“Özgürlük istemiyor musun? Barış istemiyor musun?” diye soruyorsun. Ya dur bile hele; önce boş ver bunları. Sorulduğunda yok oluveriyorlar. Yok olmasınlar.
Hiçbir şey görüldüğü kadar basit, düşünüldüğü kadar karmaşık değildir.
“Hey özgürlük, seni çok iyi bilirim!” diyorsun. Benim özgürlüğümün senin özgürlüğünün bittiği yerde başladığını dile getiriyorsun.
İki insanın özgürlükleri arasında doğal bir sınır yoktur. Fiilen sınır her an aşılmak, her an açılmak üzere ya siyaseten ya da iktisaden konur.
Özgürlüklerimizin arasındaki sınırın “bilimsel” olarak saptanabilir ya da “teknik” verili olduğunu ileri sürmek katiyen iktisadi değildir, çirkin bir siyasettir.
Sorun elmayı kimin yiyeceği, bisiklete kim bineceğidir.
De ki aramızda duruyor elma. Sen ya da ben, birimiz hepsini yiyebiliriz. Bir bölümünü sen, bir bölümünü ben yerken bir bölümünü de çürümeye bırakabiliriz. Hatta toptan çürümeye bırakabiliriz.
Yalnız yalnızken mutlak olarak özgürsün. Bir tek sen olsan özgürsün, istediğini yapabilirsin. Ama bu durumu ancak ben işin içine girince fark edebilirsin.
Fark ettiğin an özgürlük artık mutlak değildir. Efendi özgürlüğü bilemez. Ya kölelik ya pazarlık ya da mücadele vardır. Özgürlük tartışmalıdır.

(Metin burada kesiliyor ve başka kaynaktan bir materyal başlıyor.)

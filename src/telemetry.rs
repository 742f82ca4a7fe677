use tracing::subscriber::set_global_default;
use tracing::Subscriber;
use tracing_bunyan_formatter::{BunyanFormattingLayer, JsonStorageLayer};
use tracing_log::LogTracer;
use tracing_subscriber::{layer::SubscriberExt, EnvFilter, Registry};

/// Compose the tracing layers into a subscriber. `RUST_LOG` wins over the
/// given default filter when it is set.
pub fn get_subscriber(name: String, env_filter: String) -> impl Subscriber + Send + Sync {
    let env_filter =
        EnvFilter::try_from_default_env().unwrap_or_else(|_| EnvFilter::new(env_filter));
    let formatting_layer = BunyanFormattingLayer::new(name, std::io::stdout);
    Registry::default()
        .with(env_filter)
        .with(JsonStorageLayer)
        .with(formatting_layer)
}

/// Register a subscriber as the global default and redirect `log` events
/// into it. Must only be called once.
pub fn init_subscriber(subscriber: impl Subscriber + Send + Sync) {
    LogTracer::init().expect("Failed to set logger");
    set_global_default(subscriber).expect("Failed to set subscriber");
}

Elmaya ne olacağı ile ilgili pazarlık ya da mücadele orada o anda senle ben arasında kalmaz. Dönemaşırı bağları ortaya çıkar her şeyin, diğer yerlerle, diğer insanlarla bağları.
Örgütlenmek yalnızlığı terk edip özgürlükten bilinçli feragattır. Özgürlük için örgütlenilmez. Polis, kent, devlet, örgüt daha fazlası değildir.
Özgürlükten feragat ya güven içindir ya da ilerleme için. Siyasal yol ikiye ayrılır birinden güvenliğe ulaşılır, diğerinden sürekli ilerlenir. Şu ya da bu özgürlük için siyaset tam bir aldatmacadır, hep yalnızlaştırmaya varır.
“Hep elmadan söz edecektin, bisiklete niye değindin” diye sormayı unutmuş olabilirsin. Elmayı ağaçta dalında bulursun. Bisikletin varolması için bile ekonomi de devlet de önceden oluşmuş olmalıdır. Çekinme düşündüğün kadar karmaşık değil, ama değinip geçeceğim, girmeyeceğim bu konuya burada.
Benim özgürlüğümün senin özgürlüğünün bittiği yerde başladığını dile getiriyorsun. Boş ver bunları, cahil cahil konuşma.